HuR, an RNA binding factor, is a widely expressed regulator of many cellular mRNAs at both transcriptional and post-transcriptional level. The over-expression of HuR is known to favor the progression of different types of cancers including RCC. Discrete modeling, based on the kinetic logic formalism has gained acknowledgment in the study of the interaction of genes and their Biological Regulatory Networks (BRNs). The approach helps to analyze a BRN precisely and make predictions about behaviors associated with normal or diseased conditions. In this study, we model the HuR associated BRN with the discrete modeling approach of Ren´e Thomas.
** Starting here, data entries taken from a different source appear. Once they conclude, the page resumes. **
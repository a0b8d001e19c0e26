//! Configuration module
//!
//! The target repository and write credential are process-startup inputs:
//! a TOML file (`.pkb/config.toml` found walking up from the working
//! directory, then `~/.pkb/config.toml`) with environment-variable
//! overrides for the repo and token.

use std::path::{Path, PathBuf};

use anyhow::Result;
use serde::{Deserialize, Serialize};

/// Main configuration structure
#[derive(Debug, Clone, Serialize, Deserialize, Default)]
pub struct Config {
    #[serde(default)]
    pub store: StoreConfig,
}

/// Backing-store configuration
#[derive(Debug, Clone, Serialize, Deserialize)]
pub struct StoreConfig {
    /// Target repository ("owner/name")
    #[serde(default)]
    pub repo: Option<String>,

    /// Branch to read and write
    #[serde(default = "default_branch")]
    pub branch: String,

    /// Write credential (usually set via GITHUB_TOKEN instead)
    #[serde(default)]
    pub token: Option<String>,

    /// API base URL (override for GitHub Enterprise)
    #[serde(default = "default_api_url")]
    pub api_url: String,

    /// Per-call timeout in seconds
    #[serde(default = "default_timeout_secs")]
    pub timeout_secs: u64,

    /// Bounded retries for transient store failures
    #[serde(default = "default_max_retries")]
    pub max_retries: u32,
}

impl Default for StoreConfig {
    fn default() -> Self {
        Self {
            repo: None,
            branch: default_branch(),
            token: None,
            api_url: default_api_url(),
            timeout_secs: default_timeout_secs(),
            max_retries: default_max_retries(),
        }
    }
}

fn default_branch() -> String {
    "main".to_string()
}

fn default_api_url() -> String {
    "https://api.github.com".to_string()
}

fn default_timeout_secs() -> u64 {
    30
}

fn default_max_retries() -> u32 {
    3
}

impl Config {
    /// Load config from default locations, then apply env overrides
    pub fn load() -> Result<Self> {
        let mut config = if let Some(local) = Self::find_local_config() {
            Self::load_from(&local)?
        } else if let Some(global) = Self::global_config_path().filter(|p| p.exists()) {
            Self::load_from(&global)?
        } else {
            Self::default()
        };

        config.apply_env();
        Ok(config)
    }

    /// Load config from a specific file
    pub fn load_from(path: &Path) -> Result<Self> {
        let content = std::fs::read_to_string(path)?;
        let config: Config = toml::from_str(&content)?;
        Ok(config)
    }

    /// Save config to a file
    pub fn save_to(&self, path: &Path) -> Result<()> {
        let content = toml::to_string_pretty(self)?;
        if let Some(parent) = path.parent() {
            std::fs::create_dir_all(parent)?;
        }
        std::fs::write(path, content)?;
        Ok(())
    }

    /// Environment wins over file values
    fn apply_env(&mut self) {
        for var in ["PKB_REPO", "GITHUB_REPO"] {
            if let Ok(repo) = std::env::var(var) {
                if !repo.is_empty() {
                    self.store.repo = Some(repo);
                    break;
                }
            }
        }
        for var in ["PKB_GITHUB_TOKEN", "GITHUB_TOKEN"] {
            if let Ok(token) = std::env::var(var) {
                if !token.is_empty() {
                    self.store.token = Some(token);
                    break;
                }
            }
        }
    }

    /// Find local .pkb/config.toml walking up directories
    pub fn find_local_config() -> Option<PathBuf> {
        let mut current = std::env::current_dir().ok()?;

        loop {
            let config_path = current.join(".pkb").join("config.toml");
            if config_path.exists() {
                return Some(config_path);
            }

            if !current.pop() {
                break;
            }
        }

        None
    }

    /// Get global config path (~/.pkb/config.toml)
    pub fn global_config_path() -> Option<PathBuf> {
        dirs::home_dir().map(|h| h.join(".pkb").join("config.toml"))
    }
}

/// Helper to get directories crate functionality
mod dirs {
    use std::path::PathBuf;

    pub fn home_dir() -> Option<PathBuf> {
        #[cfg(windows)]
        {
            std::env::var("USERPROFILE").ok().map(PathBuf::from)
        }
        #[cfg(not(windows))]
        {
            std::env::var("HOME").ok().map(PathBuf::from)
        }
    }
}
impl<S: RemoteStore> PkbMcpServer<S> {
    fn new(service: Pkb<S>) -> Self {
        Self {
            service,
            initialized: false,
        }
    }

    /// Handle a JSON-RPC request
    async fn handle_request(&mut self, request: &JsonRpcRequest) -> Option<JsonRpcResponse> {
        let id = request.id.clone().unwrap_or(Value::Null);

        // Notifications (no id) don't get responses
        if request.id.is_none() {
            match request.method.as_str() {
                "notifications/initialized" => {
                    self.initialized = true;
                    tracing::debug!("MCP client initialized");
                }
                "notifications/cancelled" => {
                    tracing::debug!("MCP request cancelled");
                }
                other => {
                    tracing::debug!(method = other, "unknown MCP notification");
                }
            }
            return None;
        }

        let result = match request.method.as_str() {
            "initialize" => self.handle_initialize(&request.params),
            "tools/list" => self.handle_list_tools(&request.params),
            "tools/call" => self.handle_call_tool(&request.params).await,
            "ping" => Ok(json!({})),
            _ => Err((-32601, format!("Method not found: {}", request.method))),
        };

        Some(match result {
            Ok(value) => JsonRpcResponse::success(id, value),
            Err((code, msg)) => JsonRpcResponse::error(id, code, msg),
        })
    }

    fn handle_initialize(&self, _params: &Value) -> Result<Value, (i64, String)> {
        Ok(json!({
            "protocolVersion": "2024-11-05",
            "capabilities": {
                "tools": {
                    "listChanged": false
                }
            },
            "serverInfo": {
                "name": "pkb",
                "version": env!("CARGO_PKG_VERSION")
            },
            "instructions": "pkb is a GitHub-backed personal knowledge base. Use search_pkb before answering questions - the answer might already be saved. Use add_til, add_prompt and add_pattern to save new knowledge."
        }))
    }

    fn handle_list_tools(&self, _params: &Value) -> Result<Value, (i64, String)> {
        Ok(json!({
            "tools": [
                {
                    "name": "add_til",
                    "description": "Create a 'Today I Learned' entry in the knowledge base. Example: add_til({\"title\": \"Fixed a flaky test\", \"content\": \"The test was timing-dependent...\", \"tags\": [\"testing\", \"ci\"]})",
                    "inputSchema": {
                        "type": "object",
                        "properties": {
                            "title": { "type": "string", "description": "Short descriptive title" },
                            "content": { "type": "string", "description": "Markdown body of the entry" },
                            "tags": { "type": "array", "items": { "type": "string" }, "description": "Tags for categorization" }
                        },
                        "required": ["title", "content"]
                    }
                },
                {
                    "name": "add_prompt",
                    "description": "Save a reusable prompt to the knowledge base, bucketed by category. Example: add_prompt({\"title\": \"Code Review\", \"content\": \"Review this diff for...\", \"category\": \"coding\"})",
                    "inputSchema": {
                        "type": "object",
                        "properties": {
                            "title": { "type": "string", "description": "Short name for the prompt" },
                            "content": { "type": "string", "description": "Full prompt text" },
                            "category": { "type": "string", "description": "Category bucket, e.g. coding, infrastructure, documentation" },
                            "tags": { "type": "array", "items": { "type": "string" }, "description": "Optional tags" }
                        },
                        "required": ["title", "content", "category"]
                    }
                },
                {
                    "name": "add_pattern",
                    "description": "Document a reusable pattern in the knowledge base, bucketed by category. Example: add_pattern({\"title\": \"Blue Green Deploy\", \"content\": \"## Problem\\n...\", \"category\": \"devops\", \"tags\": [\"deploy\"]})",
                    "inputSchema": {
                        "type": "object",
                        "properties": {
                            "title": { "type": "string", "description": "Short name for the pattern" },
                            "content": { "type": "string", "description": "Pattern description in Markdown" },
                            "category": { "type": "string", "description": "Category bucket, e.g. agent, cloud, devops" },
                            "tags": { "type": "array", "items": { "type": "string" }, "description": "Optional tags" }
                        },
                        "required": ["title", "content", "category"]
                    }
                },
                {
                    "name": "search_pkb",
                    "description": "Search the knowledge base by keyword across titles, tags and bodies. Results are ranked by occurrence count. Example: search_pkb({\"query\": \"flaky\"}) or search_pkb({\"query\": \"deploy\", \"sections\": [\"pattern\"]})",
                    "inputSchema": {
                        "type": "object",
                        "properties": {
                            "query": { "type": "string", "description": "Keyword to search for (case-insensitive)" },
                            "sections": { "type": "array", "items": { "type": "string", "enum": ["til", "prompt", "pattern"] }, "description": "Sections to search (default: all)" }
                        },
                        "required": ["query"]
                    }
                },
                {
                    "name": "list_entries",
                    "description": "List entries in a section of the knowledge base, newest first. Example: list_entries({\"section\": \"prompt\", \"category\": \"coding\"})",
                    "inputSchema": {
                        "type": "object",
                        "properties": {
                            "section": { "type": "string", "enum": ["til", "prompt", "pattern"], "description": "Section to list" },
                            "category": { "type": "string", "description": "Optional category filter (prompts/patterns only)" }
                        },
                        "required": ["section"]
                    }
                }
            ]
        }))
    }

    async fn handle_call_tool(&mut self, params: &Value) -> Result<Value, (i64, String)> {
        let name = params["name"]
            .as_str()
            .ok_or((-32602, "Missing tool name".to_string()))?;
        let arguments = &params["arguments"];

        let result = match name {
            "add_til" => self.do_add_til(arguments).await,
            "add_prompt" => self.do_add_prompt(arguments).await,
            "add_pattern" => self.do_add_pattern(arguments).await,
            "search_pkb" => self.do_search(arguments).await,
            "list_entries" => self.do_list(arguments).await,
            _ => Err(format!("Unknown tool: {}", name)),
        };

        match result {
            Ok(text) => Ok(json!({
                "content": [{
                    "type": "text",
                    "text": text
                }]
            })),
            Err(e) => Ok(json!({
                "content": [{
                    "type": "text",
                    "text": format!("Error: {}", e)
                }],
                "isError": true
            })),
        }
    }

    async fn do_add_til(&self, args: &Value) -> Result<String, String> {
        let tool_args: AddTilTool =
            serde_json::from_value(args.clone()).map_err(|e| format!("Invalid params: {}", e))?;

        let outcome = self
            .service
            .add_entry(NewEntry {
                section: Section::Til,
                title: tool_args.title.clone(),
                body: tool_args.content,
                tags: tool_args.tags,
                category: None,
            })
            .await
            .map_err(|e| e.to_string())?;

        Ok(format!(
            "TIL entry created: {}\n  Path: {}\n  Revision: {}",
            tool_args.title, outcome.path, outcome.version
        ))
    }

    async fn do_add_prompt(&self, args: &Value) -> Result<String, String> {
        let tool_args: AddPromptTool =
            serde_json::from_value(args.clone()).map_err(|e| format!("Invalid params: {}", e))?;

        let outcome = self
            .service
            .add_entry(NewEntry {
                section: Section::Prompt,
                title: tool_args.title.clone(),
                body: tool_args.content,
                tags: tool_args.tags,
                category: Some(tool_args.category.clone()),
            })
            .await
            .map_err(|e| e.to_string())?;

        Ok(format!(
            "Prompt saved: {} [{}]\n  Path: {}\n  Revision: {}",
            tool_args.title, tool_args.category, outcome.path, outcome.version
        ))
    }

    async fn do_add_pattern(&self, args: &Value) -> Result<String, String> {
        let tool_args: AddPatternTool =
            serde_json::from_value(args.clone()).map_err(|e| format!("Invalid params: {}", e))?;

        let outcome = self
            .service
            .add_entry(NewEntry {
                section: Section::Pattern,
                title: tool_args.title.clone(),
                body: tool_args.content,
                tags: tool_args.tags,
                category: Some(tool_args.category.clone()),
            })
            .await
            .map_err(|e| e.to_string())?;

        Ok(format!(
            "Pattern documented: {} [{}]\n  Path: {}\n  Revision: {}",
            tool_args.title, tool_args.category, outcome.path, outcome.version
        ))
    }

    async fn do_search(&self, args: &Value) -> Result<String, String> {
        let tool_args: SearchPkbTool =
            serde_json::from_value(args.clone()).map_err(|e| format!("Invalid params: {}", e))?;

        let sections = parse_sections(&tool_args.sections)?;
        let outcome = self
            .service
            .search(&tool_args.query, sections.as_deref())
            .await
            .map_err(|e| e.to_string())?;

        if outcome.results.is_empty() {
            let mut text = format!("No results found for '{}'.", tool_args.query);
            append_skipped_note(&mut text, &outcome.skipped);
            return Ok(text);
        }

        let mut text = format!(
            "Found {} result(s) for '{}':\n\n",
            outcome.results.len(),
            tool_args.query
        );
        for hit in &outcome.results {
            text.push_str(&format!(
                "## {} ({} match(es))\n**Path:** {}\n**Section:** {}\n{}\n\n---\n\n",
                hit.title, hit.score, hit.path, hit.section, hit.snippet
            ));
        }
        append_skipped_note(&mut text, &outcome.skipped);
        Ok(text)
    }

    async fn do_list(&self, args: &Value) -> Result<String, String> {
        let tool_args: ListEntriesTool =
            serde_json::from_value(args.clone()).map_err(|e| format!("Invalid params: {}", e))?;

        let section: Section = tool_args.section.parse().map_err(|e| format!("{}", e))?;
        let outcome = self
            .service
            .list_entries(section, tool_args.category.as_deref())
            .await
            .map_err(|e| e.to_string())?;

        if outcome.entries.is_empty() {
            let mut text = format!("No entries yet in section '{}'.", section);
            append_skipped_note(&mut text, &outcome.skipped);
            return Ok(text);
        }

        let mut text = format!("{} entr(y/ies) in '{}':\n\n", outcome.entries.len(), section);
        for entry in &outcome.entries {
            text.push_str(&format!(
                "- **{}**\n  Path: {}\n  Created: {}\n",
                entry.title,
                entry.path,
                entry.created_at.format("%Y-%m-%d")
            ));
            if let Some(category) = &entry.category {
                text.push_str(&format!("  Category: {}\n", category));
            }
            if !entry.tags.is_empty() {
                let tags: Vec<&str> = entry.tags.iter().map(|t| t.as_str()).collect();
                text.push_str(&format!("  Tags: {}\n", tags.join(", ")));
            }
        }
        append_skipped_note(&mut text, &outcome.skipped);
        Ok(text)
    }
}
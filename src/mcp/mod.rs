//! MCP (Model Context Protocol) Server
//!
//! Exposes the knowledge base via MCP tools for AI integration.
//!
//! # Tools
//! - `add_til` - Create a "Today I Learned" entry
//! - `add_prompt` - Save a reusable prompt
//! - `add_pattern` - Document a reusable pattern
//! - `search_pkb` - Keyword search across the repository
//! - `list_entries` - Browse a section

mod server;
mod tools;

pub use server::run_mcp_server;
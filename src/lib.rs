//! pkb - GitHub-backed personal knowledge base
//!
//! Stores short notes (TILs), reusable prompts and patterns as Markdown
//! files in a remote versioned repository, and answers keyword search and
//! listing queries over that store.
//!
//! ## Key Concepts
//!
//! - **Sections**: `til/` bucketed by date, `ai/prompts/` and `patterns/`
//!   bucketed by category
//! - **No local state**: every operation re-reads the remote tree; the
//!   stored files are the sole durable representation
//! - **Optimistic concurrency**: writes are create-only or conditional on a
//!   version token; concurrent modification surfaces as `Conflict`, never
//!   silent data loss

pub mod cli;
pub mod config;
pub mod core;
pub mod error;
pub mod mcp;
pub mod remote;

pub use crate::core::{Entry, NewEntry, Pkb, Section};
pub use crate::error::PkbError;
pub use crate::mcp::run_mcp_server;
pub use crate::remote::{GithubStore, MemoryStore, RemoteStore, StoredFile};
The logical parameters for the model are inferred with model-checking approach implemented in the tool SMBioNet. The qualitative model predicts cyclic and stable state behaviors. Cycles represent the homeostasis of all the entities in the BRN. The stable states show the over-expression of all the proteins (AKT, HuR, NF-kB and GRB10) which can potentially lead towards Renal Cell carcinoma (RCC) while the loss of expression level will mediate the system towards apoptosis which is predicted in the second stable state where all the entities are down regulated. Additionally, the discrete model is converted into a hybrid model by incorporating clocks and delays in order to predict conditions in the form of constraints pertaining to homeostatic trajectories. The most significant delay constraint which is common in every cycle, suggests that while designing drugs for RCC the degradation rate of GRB10 must be kept higher than the activation rate of NF-κB. Suppression of GRB10 can reduce the constitutive activation of this pathway in RCC. Thus our findings suggest that GRB10 may be an attractive remedial target iv in the HuR associated pathway for the therapeutic interventions against RCC.